Nós, judeus, trabalhamos demais. É preciso encontrar outras atividades, se divertir. A vida é curta.” Bebíamos um café na lanchonete da TV Cultura quando Vlado Herzog soltou essa. Para mim, um jornalista de 23 anos, a recomendação não fazia muito sentido. Estava naquela fase de início de carreira, quando tudo que a gente queria era aprender com profissionais experientes. Ao menos era assim que minha geração pensava e agia nos anos de 1970. 

Tomei Vlado como mentor depois que Rodolfo Konder, meu professor na Faap, recomendou-me ao seu colega então editor de Cultura da revista Visão, muito respeitada à época. O primeiro contato já me impressionou. A mesa de Vlado na redação estava coberta de revistas, como a francesa Le Nouvel Observateur e a britânica Psycology Today. Ele me contou que havia trabalhado na BBC, em Londres, o que alimentou ainda mais minha admiração.

Educado, extremamente atencioso com o jovem interlocutor, Vlado me instruiu sobre as pautas que me daria como novo colaborador de sua editoria. Observador, percebi que ele dedilhava suavemente a máquina de escrever, o que combinava com seu jeito polido de ser – quando sob a pressão de tempo para executar uma tarefa levava a mão para coçar a cabeça.

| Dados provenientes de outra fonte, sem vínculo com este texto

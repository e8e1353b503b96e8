//! In-process marketplace platform.

use std::collections::{BTreeMap, BTreeSet};
use std::sync::{Arc, Mutex, MutexGuard};

use async_trait::async_trait;
use chrono::{Duration, Utc};
use stk_marketplace::{
    InventoryUpdate, Listing, ListingInventory, ListingProduct, MarketplaceApi, MarketplaceError,
    MarketplaceShop, Money, Offering, TokenGrant, TokenRequest,
};

pub const FAKE_SHOP_ID: i64 = 4242;

struct State {
    listings: BTreeMap<i64, (String, ListingInventory)>,
    unreadable: BTreeSet<i64>,
    fail_updates: BTreeSet<i64>,
    fail_token: bool,
    grants: Vec<&'static str>,
    updates: Vec<(i64, InventoryUpdate)>,
    tokens_seen: Vec<String>,
}

#[derive(Clone)]
pub struct FakeMarketplace {
    state: Arc<Mutex<State>>,
}

impl Default for FakeMarketplace {
    fn default() -> Self {
        Self {
            state: Arc::new(Mutex::new(State {
                listings: BTreeMap::new(),
                unreadable: BTreeSet::new(),
                fail_updates: BTreeSet::new(),
                fail_token: false,
                grants: Vec::new(),
                updates: Vec::new(),
                tokens_seen: Vec::new(),
            })),
        }
    }
}

fn product(product_id: i64, sku: &str, quantity: i64) -> ListingProduct {
    ListingProduct {
        product_id,
        sku: sku.to_string(),
        is_deleted: false,
        offerings: vec![Offering {
            offering_id: product_id * 10,
            quantity,
            is_enabled: true,
            is_deleted: false,
            price: Money {
                amount: 900,
                divisor: 100,
                currency_code: "USD".to_string(),
            },
        }],
        property_values: Vec::new(),
    }
}

impl FakeMarketplace {
    pub fn new() -> Self {
        Self::default()
    }

    fn state(&self) -> MutexGuard<'_, State> {
        self.state.lock().unwrap_or_else(|p| p.into_inner())
    }

    /// Add a single-offering product to `listing_id`, creating the listing.
    pub fn with_product(self, listing_id: i64, product_id: i64, sku: &str, quantity: i64) -> Self {
        {
            let mut st = self.state();
            let (_, inv) = st.listings.entry(listing_id).or_insert_with(|| {
                (
                    format!("Listing {listing_id}"),
                    ListingInventory {
                        products: Vec::new(),
                        price_on_property: Vec::new(),
                        quantity_on_property: Vec::new(),
                        sku_on_property: Vec::new(),
                    },
                )
            });
            inv.products.push(product(product_id, sku, quantity));
        }
        self
    }

    fn with_product_mut<R>(&self, product_id: i64, f: impl FnOnce(&mut ListingProduct) -> R) -> Option<R> {
        let mut st = self.state();
        st.listings
            .values_mut()
            .flat_map(|(_, inv)| inv.products.iter_mut())
            .find(|p| p.product_id == product_id)
            .map(f)
    }

    /// Simulate a sale or restock made directly on the marketplace.
    pub fn set_quantity(&self, product_id: i64, quantity: i64) {
        self.with_product_mut(product_id, |p| {
            if let Some(o) = p.offerings.first_mut() {
                o.quantity = quantity;
            }
        });
    }

    pub fn quantity(&self, product_id: i64) -> Option<i64> {
        self.with_product_mut(product_id, |p| p.quantity()).flatten()
    }

    pub fn sku(&self, product_id: i64) -> Option<String> {
        self.with_product_mut(product_id, |p| p.sku.clone())
    }

    pub fn make_unreadable(&self, listing_id: i64) {
        self.state().unreadable.insert(listing_id);
    }

    pub fn fail_updates_for(&self, listing_id: i64) {
        self.state().fail_updates.insert(listing_id);
    }

    pub fn fail_token_exchange(&self) {
        self.state().fail_token = true;
    }

    /// Grant types requested so far.
    pub fn grants(&self) -> Vec<&'static str> {
        self.state().grants.clone()
    }

    pub fn updates(&self) -> Vec<(i64, InventoryUpdate)> {
        self.state().updates.clone()
    }

    /// Access tokens presented on read and write calls.
    pub fn tokens_seen(&self) -> Vec<String> {
        self.state().tokens_seen.clone()
    }
}

#[async_trait]
impl MarketplaceApi for FakeMarketplace {
    async fn exchange_token(&self, req: &TokenRequest) -> Result<TokenGrant, MarketplaceError> {
        let mut st = self.state();
        if st.fail_token {
            return Err(MarketplaceError::Api {
                status: 400,
                body: "{\"error\":\"invalid_grant\"}".to_string(),
            });
        }
        st.grants.push(req.grant_type());
        let n = st.grants.len();
        Ok(TokenGrant {
            access_token: format!("77.access-{n}"),
            refresh_token: format!("77.refresh-{n}"),
            expires_at: Utc::now() + Duration::hours(1),
        })
    }

    async fn user_shop(&self, access_token: &str) -> Result<MarketplaceShop, MarketplaceError> {
        self.state().tokens_seen.push(access_token.to_string());
        Ok(MarketplaceShop {
            shop_id: FAKE_SHOP_ID,
            shop_name: "FakeShop".to_string(),
        })
    }

    async fn shop_listings(
        &self,
        access_token: &str,
        shop_id: i64,
    ) -> Result<Vec<Listing>, MarketplaceError> {
        let mut st = self.state();
        st.tokens_seen.push(access_token.to_string());
        Ok(st
            .listings
            .iter()
            .map(|(id, (title, inv))| Listing {
                listing_id: *id,
                shop_id,
                title: title.clone(),
                state: "active".to_string(),
                quantity: inv.products.iter().filter_map(|p| p.quantity()).sum(),
            })
            .collect())
    }

    async fn listing_inventory(
        &self,
        access_token: &str,
        listing_id: i64,
    ) -> Result<ListingInventory, MarketplaceError> {
        let mut st = self.state();
        st.tokens_seen.push(access_token.to_string());
        if st.unreadable.contains(&listing_id) {
            return Err(MarketplaceError::Api {
                status: 500,
                body: "upstream error".to_string(),
            });
        }
        st.listings
            .get(&listing_id)
            .map(|(_, inv)| inv.clone())
            .ok_or_else(|| MarketplaceError::Api {
                status: 404,
                body: format!("listing {listing_id} not found"),
            })
    }

    async fn update_listing_inventory(
        &self,
        access_token: &str,
        listing_id: i64,
        update: &InventoryUpdate,
    ) -> Result<(), MarketplaceError> {
        let mut st = self.state();
        st.tokens_seen.push(access_token.to_string());
        if st.fail_updates.contains(&listing_id) {
            return Err(MarketplaceError::Api {
                status: 400,
                body: "invalid inventory payload".to_string(),
            });
        }
        let Some((_, inv)) = st.listings.get_mut(&listing_id) else {
            return Err(MarketplaceError::Api {
                status: 404,
                body: format!("listing {listing_id} not found"),
            });
        };

        // The payload lists syncable products in listing order.
        let live = inv.products.iter_mut().filter(|p| p.is_syncable());
        for (p, u) in live.zip(update.products.iter()) {
            p.sku = u.sku.clone();
            if let (Some(o), Some(uo)) = (p.offerings.first_mut(), u.offerings.first()) {
                o.quantity = uo.quantity;
            }
        }
        st.updates.push((listing_id, update.clone()));
        Ok(())
    }
}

Já estava um tanto calvo. Pouco menos de dois meses depois surgiu uma vaga de redator no telejornal da TV Cultura, onde Vlado era o segundo em comando, liderado por Fernando Pacheco Jordão, e as aulas de jornalismo na prática prosseguiram. Minha relação com Vlado foi além disso. Conversávamos muito sobre a vida, eu gostava dele e de vez em quando dava carona até sua casa, em Pinheiros.

Certa vez convidou-me para entrar e me apresentou sua mulher, Clarice Herzog, que por alguns anos foi minha fonte nos tempos em que trabalhei na Folha de S. Paulo. Ela era responsável pelo Listening Post, pesquisa pioneira da agência Ogilvy que auscultava as consumidoras brasileiras a respeito de temas variados da conjuntura econômica. 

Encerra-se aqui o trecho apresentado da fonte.